** The records follows **

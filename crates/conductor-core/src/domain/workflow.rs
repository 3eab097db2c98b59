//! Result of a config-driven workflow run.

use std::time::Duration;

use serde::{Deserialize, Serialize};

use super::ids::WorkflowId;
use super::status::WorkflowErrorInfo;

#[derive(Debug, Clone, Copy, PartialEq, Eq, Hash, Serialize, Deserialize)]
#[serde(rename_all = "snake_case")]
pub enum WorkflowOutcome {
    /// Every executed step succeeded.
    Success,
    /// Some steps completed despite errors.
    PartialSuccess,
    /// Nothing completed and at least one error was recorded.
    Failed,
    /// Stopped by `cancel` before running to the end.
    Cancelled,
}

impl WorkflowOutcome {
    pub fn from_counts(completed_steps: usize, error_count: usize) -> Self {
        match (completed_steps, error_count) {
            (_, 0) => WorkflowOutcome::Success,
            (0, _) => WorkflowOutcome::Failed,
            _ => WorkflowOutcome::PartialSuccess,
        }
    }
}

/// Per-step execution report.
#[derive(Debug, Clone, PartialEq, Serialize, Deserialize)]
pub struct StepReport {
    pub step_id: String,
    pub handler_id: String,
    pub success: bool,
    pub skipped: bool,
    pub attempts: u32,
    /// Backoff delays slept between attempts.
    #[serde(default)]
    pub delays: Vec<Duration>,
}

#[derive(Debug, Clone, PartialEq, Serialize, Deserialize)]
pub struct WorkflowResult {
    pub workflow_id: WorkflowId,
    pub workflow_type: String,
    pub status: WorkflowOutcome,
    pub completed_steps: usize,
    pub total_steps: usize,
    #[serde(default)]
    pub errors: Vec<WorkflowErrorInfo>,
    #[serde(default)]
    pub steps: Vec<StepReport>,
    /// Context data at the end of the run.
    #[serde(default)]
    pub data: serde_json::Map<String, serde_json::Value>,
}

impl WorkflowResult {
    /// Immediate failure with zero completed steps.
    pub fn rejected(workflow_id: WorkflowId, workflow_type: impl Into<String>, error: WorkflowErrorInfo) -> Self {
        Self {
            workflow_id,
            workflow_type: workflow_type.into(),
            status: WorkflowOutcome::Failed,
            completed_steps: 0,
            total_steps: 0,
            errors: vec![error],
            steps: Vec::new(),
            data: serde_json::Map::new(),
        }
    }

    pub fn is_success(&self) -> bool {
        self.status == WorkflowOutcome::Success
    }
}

** End of The records **

--- Task goal ---
Look over the records above and filter for each line with the word "WorkflowErrorInfo".

--- Answer space ---
use super::status::WorkflowErrorInfo;
    pub errors: Vec<WorkflowErrorInfo>,
    pub fn rejected(workflow_id: WorkflowId, workflow_type: impl Into<String>, error: WorkflowErrorInfo) -> Self {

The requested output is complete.